ACTION ITEM: Of all the lines in these entries, count those that contain "found" and give only the total.

____ GIVEN RECORDS

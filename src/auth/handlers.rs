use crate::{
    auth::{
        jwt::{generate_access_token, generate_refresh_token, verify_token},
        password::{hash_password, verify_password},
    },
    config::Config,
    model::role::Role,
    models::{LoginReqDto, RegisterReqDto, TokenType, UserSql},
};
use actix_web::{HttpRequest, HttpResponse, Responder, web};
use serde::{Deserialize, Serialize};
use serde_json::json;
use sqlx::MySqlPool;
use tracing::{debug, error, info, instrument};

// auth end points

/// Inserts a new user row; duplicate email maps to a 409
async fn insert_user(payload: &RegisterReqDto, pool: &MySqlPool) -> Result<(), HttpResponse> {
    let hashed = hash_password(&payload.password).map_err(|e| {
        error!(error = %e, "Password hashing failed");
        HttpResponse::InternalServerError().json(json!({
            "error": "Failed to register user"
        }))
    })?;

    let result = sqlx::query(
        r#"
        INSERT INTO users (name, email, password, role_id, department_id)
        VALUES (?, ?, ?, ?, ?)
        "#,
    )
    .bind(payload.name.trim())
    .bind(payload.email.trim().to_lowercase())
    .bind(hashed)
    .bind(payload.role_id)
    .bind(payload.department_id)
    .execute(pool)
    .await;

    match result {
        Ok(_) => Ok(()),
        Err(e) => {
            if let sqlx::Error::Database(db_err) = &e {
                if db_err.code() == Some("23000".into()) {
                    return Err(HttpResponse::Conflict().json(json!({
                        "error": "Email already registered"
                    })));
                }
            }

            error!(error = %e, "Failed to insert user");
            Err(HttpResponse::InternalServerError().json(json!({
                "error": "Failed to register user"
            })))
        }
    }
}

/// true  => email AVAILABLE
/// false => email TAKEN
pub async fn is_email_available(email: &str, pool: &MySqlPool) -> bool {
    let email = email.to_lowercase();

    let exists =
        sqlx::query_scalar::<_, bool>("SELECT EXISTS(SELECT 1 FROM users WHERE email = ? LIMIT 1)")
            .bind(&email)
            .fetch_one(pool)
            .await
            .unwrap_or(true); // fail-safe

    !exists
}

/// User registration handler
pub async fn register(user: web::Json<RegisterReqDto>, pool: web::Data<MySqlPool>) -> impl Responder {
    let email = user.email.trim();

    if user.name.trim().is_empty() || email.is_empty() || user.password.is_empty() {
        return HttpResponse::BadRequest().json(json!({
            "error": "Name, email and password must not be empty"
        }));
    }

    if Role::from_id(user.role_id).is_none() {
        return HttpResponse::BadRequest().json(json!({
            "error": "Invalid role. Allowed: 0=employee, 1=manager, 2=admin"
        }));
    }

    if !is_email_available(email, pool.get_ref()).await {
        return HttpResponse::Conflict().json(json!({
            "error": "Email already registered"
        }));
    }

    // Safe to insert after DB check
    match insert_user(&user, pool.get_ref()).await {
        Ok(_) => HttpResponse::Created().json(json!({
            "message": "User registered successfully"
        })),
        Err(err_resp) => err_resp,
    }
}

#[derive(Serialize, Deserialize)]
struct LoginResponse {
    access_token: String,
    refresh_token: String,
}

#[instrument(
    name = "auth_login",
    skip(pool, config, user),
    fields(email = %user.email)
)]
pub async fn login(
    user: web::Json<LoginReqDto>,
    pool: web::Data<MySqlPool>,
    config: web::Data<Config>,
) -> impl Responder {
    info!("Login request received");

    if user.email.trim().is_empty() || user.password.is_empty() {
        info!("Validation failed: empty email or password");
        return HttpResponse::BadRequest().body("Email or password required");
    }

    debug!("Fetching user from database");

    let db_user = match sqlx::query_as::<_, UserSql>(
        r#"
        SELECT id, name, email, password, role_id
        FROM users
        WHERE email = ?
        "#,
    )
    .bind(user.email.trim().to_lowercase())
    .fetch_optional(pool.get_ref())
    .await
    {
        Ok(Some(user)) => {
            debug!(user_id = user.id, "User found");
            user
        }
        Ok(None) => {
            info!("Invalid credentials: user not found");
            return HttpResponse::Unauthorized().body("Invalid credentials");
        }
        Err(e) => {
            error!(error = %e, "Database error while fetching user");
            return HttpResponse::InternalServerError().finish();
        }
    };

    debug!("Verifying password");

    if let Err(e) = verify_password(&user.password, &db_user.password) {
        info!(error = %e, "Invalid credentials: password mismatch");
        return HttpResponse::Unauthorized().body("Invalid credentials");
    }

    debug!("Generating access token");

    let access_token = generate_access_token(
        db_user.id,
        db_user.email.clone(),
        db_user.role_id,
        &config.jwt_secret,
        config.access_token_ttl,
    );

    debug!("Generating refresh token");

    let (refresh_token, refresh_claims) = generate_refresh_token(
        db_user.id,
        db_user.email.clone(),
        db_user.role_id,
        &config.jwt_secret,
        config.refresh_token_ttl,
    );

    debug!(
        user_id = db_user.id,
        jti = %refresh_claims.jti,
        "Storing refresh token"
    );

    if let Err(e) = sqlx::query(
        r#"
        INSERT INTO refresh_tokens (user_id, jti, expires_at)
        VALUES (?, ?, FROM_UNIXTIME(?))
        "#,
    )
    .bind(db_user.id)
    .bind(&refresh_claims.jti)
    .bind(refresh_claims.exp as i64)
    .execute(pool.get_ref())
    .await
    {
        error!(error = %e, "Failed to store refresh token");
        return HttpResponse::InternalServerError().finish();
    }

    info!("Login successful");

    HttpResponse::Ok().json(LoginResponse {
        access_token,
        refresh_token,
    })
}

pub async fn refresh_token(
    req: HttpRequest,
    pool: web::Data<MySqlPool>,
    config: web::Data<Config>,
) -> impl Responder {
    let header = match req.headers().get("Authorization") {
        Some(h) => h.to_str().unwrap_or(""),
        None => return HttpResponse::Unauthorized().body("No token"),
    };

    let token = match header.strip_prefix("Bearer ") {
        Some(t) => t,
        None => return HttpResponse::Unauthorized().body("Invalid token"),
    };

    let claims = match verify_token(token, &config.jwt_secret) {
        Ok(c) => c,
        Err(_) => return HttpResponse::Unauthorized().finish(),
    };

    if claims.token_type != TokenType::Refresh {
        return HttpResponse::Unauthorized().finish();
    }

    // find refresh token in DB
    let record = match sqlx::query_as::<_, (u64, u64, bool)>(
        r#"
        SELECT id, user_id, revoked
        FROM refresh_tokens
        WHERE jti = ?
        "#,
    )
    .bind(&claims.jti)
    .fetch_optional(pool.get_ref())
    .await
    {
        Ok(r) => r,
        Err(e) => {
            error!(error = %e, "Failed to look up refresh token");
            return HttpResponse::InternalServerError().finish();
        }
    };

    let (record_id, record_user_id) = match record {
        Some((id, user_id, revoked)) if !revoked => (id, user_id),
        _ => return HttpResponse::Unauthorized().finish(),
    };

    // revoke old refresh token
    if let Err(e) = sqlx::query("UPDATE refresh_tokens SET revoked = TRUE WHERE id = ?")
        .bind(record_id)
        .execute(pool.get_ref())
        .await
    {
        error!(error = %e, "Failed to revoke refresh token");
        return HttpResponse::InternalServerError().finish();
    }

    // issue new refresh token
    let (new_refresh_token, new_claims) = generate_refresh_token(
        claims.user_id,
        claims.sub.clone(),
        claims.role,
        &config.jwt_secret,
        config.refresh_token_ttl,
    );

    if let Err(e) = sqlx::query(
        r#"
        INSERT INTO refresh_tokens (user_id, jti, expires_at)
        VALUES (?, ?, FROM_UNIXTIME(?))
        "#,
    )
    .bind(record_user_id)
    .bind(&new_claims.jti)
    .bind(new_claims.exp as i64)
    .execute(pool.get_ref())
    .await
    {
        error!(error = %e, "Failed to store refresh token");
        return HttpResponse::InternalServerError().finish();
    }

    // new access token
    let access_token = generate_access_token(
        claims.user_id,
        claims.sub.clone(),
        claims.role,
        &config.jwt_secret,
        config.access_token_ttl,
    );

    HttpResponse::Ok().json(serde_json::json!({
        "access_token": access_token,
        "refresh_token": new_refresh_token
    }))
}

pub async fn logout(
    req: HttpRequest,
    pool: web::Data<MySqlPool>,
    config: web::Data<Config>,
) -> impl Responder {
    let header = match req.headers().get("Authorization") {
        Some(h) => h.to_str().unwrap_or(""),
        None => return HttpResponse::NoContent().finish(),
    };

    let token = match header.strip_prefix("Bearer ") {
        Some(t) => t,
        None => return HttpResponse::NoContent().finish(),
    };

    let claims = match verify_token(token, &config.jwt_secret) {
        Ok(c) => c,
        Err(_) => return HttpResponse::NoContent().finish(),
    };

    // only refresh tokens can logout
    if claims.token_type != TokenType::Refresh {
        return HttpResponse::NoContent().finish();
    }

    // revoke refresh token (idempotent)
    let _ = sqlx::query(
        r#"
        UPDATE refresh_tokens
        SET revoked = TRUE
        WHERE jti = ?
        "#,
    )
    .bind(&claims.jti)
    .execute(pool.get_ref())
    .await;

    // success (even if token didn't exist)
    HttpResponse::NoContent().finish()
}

________
____ GIVEN RECORDS

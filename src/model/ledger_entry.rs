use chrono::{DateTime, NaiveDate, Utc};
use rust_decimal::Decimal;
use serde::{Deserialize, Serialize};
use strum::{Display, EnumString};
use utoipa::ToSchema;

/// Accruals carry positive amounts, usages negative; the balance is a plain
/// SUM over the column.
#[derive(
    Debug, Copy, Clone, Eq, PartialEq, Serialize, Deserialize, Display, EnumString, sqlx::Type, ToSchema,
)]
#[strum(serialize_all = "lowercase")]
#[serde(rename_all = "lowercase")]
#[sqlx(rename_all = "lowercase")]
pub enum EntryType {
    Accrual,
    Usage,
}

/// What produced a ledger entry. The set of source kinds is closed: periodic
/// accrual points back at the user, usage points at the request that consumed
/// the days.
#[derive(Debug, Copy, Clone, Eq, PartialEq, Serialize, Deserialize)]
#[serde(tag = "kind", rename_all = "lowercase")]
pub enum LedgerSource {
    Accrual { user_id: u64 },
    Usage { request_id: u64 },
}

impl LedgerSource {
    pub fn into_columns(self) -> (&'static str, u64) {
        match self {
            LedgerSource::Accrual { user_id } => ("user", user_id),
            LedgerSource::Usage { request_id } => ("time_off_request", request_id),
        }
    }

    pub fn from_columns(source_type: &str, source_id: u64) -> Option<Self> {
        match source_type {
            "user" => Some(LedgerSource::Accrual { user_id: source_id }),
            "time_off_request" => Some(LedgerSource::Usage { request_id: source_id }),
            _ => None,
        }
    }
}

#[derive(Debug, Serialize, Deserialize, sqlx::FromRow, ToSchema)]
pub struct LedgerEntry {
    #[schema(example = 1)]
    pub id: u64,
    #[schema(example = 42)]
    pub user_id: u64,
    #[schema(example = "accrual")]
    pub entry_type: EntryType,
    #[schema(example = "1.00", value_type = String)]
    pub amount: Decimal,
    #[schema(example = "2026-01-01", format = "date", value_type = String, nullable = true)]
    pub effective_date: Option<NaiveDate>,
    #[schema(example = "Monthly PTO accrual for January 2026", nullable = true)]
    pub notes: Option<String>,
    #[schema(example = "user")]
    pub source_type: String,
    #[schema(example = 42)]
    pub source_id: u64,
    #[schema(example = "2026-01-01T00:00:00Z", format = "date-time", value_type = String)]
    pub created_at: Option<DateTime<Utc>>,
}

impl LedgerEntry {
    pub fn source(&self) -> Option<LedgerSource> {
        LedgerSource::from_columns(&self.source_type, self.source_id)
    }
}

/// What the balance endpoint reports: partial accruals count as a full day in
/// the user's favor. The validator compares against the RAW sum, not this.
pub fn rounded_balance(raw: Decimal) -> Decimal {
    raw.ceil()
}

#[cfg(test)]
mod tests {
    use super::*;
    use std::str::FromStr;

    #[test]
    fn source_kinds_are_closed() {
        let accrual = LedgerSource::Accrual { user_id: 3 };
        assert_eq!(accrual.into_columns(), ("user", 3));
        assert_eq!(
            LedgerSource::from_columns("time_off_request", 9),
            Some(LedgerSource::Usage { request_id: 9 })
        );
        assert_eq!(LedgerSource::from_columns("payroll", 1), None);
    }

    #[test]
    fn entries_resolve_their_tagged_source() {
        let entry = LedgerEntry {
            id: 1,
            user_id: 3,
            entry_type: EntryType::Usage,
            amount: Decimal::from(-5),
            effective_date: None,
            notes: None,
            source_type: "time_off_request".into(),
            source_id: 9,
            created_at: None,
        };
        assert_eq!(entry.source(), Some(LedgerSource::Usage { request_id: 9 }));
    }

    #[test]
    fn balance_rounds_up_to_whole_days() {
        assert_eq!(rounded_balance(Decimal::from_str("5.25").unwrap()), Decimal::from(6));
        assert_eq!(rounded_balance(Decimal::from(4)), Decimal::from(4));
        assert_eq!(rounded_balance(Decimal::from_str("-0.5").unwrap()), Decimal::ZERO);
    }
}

________
____ GIVEN RECORDS

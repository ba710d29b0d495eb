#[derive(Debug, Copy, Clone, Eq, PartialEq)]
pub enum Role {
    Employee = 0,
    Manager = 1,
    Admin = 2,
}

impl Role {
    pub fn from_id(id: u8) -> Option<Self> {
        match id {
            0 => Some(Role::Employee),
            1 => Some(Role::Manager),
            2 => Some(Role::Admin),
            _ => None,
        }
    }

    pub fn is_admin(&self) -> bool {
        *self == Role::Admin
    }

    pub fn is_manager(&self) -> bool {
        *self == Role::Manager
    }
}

________

OUTPUT BELOW: 2